_Material provided_
*****
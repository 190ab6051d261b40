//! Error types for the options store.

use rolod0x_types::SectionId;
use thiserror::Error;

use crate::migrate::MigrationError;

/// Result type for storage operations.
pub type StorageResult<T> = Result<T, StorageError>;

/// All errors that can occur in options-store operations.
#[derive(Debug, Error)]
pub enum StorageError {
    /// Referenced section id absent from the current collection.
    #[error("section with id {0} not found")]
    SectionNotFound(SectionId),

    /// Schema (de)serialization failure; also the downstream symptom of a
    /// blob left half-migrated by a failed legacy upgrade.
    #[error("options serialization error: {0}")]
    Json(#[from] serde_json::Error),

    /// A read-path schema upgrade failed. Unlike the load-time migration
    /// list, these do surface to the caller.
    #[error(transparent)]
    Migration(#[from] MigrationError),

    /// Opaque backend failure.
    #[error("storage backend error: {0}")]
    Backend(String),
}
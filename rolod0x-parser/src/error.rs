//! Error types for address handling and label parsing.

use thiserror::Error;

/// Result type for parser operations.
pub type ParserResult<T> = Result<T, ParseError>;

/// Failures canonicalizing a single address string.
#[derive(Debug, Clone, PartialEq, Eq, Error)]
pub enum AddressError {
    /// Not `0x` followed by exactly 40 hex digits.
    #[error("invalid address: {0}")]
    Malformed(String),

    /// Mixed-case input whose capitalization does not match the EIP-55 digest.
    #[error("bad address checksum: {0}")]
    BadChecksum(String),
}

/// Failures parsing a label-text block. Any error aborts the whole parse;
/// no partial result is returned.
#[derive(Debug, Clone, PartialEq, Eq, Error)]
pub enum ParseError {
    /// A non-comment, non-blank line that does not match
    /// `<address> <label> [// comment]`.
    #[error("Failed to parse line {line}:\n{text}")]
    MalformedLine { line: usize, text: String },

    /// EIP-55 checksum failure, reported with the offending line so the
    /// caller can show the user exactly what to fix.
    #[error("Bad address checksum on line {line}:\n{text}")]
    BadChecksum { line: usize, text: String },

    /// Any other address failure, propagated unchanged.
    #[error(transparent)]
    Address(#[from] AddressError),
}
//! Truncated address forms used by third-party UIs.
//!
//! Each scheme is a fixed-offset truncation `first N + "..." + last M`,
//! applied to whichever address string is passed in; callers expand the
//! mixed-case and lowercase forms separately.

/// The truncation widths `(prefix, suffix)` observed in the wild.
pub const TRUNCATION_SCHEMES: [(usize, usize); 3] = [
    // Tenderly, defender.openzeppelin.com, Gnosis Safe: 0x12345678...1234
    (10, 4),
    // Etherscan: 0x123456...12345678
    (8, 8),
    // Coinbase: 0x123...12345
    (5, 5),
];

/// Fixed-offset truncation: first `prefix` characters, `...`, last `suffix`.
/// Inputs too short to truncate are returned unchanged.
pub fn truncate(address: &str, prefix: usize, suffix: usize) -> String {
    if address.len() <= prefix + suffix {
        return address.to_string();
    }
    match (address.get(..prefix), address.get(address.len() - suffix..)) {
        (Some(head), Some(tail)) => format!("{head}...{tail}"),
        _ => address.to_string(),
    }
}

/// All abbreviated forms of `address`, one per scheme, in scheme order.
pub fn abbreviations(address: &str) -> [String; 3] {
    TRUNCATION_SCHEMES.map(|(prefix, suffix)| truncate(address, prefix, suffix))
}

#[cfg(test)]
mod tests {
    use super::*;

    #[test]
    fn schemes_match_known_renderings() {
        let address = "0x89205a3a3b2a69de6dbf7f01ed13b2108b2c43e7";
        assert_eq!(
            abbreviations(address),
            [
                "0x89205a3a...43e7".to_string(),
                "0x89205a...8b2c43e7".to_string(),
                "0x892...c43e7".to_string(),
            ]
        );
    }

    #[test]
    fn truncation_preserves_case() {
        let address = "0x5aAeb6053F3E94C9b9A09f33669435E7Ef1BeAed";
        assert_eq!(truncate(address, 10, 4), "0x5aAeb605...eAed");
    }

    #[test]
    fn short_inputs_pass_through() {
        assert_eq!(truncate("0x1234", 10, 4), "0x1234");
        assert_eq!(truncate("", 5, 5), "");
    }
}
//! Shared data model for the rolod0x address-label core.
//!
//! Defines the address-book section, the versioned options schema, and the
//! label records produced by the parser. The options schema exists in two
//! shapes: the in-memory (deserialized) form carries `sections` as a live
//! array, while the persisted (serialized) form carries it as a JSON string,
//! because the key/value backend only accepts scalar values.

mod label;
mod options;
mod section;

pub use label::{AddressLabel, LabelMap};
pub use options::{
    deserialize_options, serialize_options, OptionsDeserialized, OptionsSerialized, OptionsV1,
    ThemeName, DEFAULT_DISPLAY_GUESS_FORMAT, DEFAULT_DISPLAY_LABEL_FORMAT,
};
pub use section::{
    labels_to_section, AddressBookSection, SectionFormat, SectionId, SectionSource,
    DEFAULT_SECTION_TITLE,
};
*****
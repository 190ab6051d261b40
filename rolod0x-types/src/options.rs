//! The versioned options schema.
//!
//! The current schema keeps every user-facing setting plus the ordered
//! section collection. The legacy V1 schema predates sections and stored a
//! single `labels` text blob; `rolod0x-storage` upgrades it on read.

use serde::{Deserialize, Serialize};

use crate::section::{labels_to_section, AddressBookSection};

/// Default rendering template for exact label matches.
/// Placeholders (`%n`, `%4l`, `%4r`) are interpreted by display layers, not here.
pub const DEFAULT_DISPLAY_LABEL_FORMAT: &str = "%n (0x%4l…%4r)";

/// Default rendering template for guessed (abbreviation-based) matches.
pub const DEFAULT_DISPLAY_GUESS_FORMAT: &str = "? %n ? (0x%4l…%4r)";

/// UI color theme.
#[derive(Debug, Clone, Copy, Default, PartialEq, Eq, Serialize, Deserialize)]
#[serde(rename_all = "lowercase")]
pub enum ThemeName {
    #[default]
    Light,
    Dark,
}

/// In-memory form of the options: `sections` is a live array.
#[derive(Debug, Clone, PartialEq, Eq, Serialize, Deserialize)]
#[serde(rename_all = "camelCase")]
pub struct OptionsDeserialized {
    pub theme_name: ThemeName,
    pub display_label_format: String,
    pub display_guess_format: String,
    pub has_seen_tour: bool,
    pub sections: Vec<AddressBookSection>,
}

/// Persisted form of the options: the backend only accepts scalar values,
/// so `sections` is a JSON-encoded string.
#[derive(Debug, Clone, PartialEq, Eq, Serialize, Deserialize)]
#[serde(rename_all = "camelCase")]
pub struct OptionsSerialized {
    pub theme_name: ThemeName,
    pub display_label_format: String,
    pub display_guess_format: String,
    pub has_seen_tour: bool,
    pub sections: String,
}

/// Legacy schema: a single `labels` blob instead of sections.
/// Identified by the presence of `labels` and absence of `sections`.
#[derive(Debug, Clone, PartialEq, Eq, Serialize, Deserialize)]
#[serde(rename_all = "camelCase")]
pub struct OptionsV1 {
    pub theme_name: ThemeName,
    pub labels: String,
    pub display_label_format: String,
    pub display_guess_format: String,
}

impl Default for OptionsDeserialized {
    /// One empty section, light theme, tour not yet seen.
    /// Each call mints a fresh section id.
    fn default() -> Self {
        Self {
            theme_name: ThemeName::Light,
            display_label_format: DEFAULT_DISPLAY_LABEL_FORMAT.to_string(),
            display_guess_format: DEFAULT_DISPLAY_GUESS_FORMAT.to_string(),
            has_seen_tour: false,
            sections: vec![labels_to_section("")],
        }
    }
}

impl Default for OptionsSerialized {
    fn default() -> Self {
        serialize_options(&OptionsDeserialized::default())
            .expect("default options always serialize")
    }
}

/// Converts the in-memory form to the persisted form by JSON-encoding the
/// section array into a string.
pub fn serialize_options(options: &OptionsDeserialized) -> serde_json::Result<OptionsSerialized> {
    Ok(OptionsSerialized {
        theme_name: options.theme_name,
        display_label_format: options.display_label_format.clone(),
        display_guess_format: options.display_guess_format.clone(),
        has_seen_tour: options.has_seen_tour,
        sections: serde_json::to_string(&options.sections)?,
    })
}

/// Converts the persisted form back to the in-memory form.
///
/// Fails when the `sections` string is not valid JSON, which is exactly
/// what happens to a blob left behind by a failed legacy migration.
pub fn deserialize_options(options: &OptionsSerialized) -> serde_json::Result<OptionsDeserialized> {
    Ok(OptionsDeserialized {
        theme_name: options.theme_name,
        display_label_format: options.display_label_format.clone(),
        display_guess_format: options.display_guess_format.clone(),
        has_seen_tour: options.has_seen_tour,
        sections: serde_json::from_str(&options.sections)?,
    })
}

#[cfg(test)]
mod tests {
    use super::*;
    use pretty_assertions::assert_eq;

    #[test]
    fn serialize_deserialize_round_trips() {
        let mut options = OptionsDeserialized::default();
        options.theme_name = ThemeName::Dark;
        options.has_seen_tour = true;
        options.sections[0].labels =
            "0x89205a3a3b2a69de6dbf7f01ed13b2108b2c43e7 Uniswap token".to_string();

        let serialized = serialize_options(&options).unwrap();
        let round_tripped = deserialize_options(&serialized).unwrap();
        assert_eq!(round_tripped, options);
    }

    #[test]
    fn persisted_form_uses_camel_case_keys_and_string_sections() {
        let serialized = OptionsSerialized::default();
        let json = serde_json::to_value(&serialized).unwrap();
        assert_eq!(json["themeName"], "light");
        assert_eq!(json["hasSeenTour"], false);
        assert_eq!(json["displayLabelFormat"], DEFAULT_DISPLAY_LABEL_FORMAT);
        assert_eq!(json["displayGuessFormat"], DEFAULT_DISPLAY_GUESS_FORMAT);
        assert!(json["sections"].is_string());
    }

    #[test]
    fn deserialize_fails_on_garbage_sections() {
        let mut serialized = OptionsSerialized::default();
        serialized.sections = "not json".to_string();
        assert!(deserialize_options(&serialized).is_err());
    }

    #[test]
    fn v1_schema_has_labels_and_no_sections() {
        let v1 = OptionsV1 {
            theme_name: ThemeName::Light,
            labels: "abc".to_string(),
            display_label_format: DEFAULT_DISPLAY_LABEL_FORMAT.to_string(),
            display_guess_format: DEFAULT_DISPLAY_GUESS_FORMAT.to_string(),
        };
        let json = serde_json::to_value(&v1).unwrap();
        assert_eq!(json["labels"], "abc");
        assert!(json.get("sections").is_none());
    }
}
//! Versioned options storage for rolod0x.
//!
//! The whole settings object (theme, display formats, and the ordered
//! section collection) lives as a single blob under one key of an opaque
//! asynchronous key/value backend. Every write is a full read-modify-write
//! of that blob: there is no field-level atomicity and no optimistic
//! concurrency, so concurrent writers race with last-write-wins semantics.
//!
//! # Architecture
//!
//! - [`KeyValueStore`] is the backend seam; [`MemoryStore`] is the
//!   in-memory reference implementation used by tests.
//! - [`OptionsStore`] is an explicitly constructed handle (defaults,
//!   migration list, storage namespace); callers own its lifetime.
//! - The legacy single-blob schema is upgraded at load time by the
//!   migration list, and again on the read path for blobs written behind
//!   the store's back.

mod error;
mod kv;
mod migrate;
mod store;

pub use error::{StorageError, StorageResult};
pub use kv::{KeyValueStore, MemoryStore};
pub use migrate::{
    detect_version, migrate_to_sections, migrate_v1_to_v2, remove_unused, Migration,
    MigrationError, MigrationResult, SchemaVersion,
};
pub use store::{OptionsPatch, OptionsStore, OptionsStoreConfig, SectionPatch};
*****
_Work instructions_
In how many lines of the data above does the word "Dark" occur? Only the number is wanted.

_Response to the exercise_
2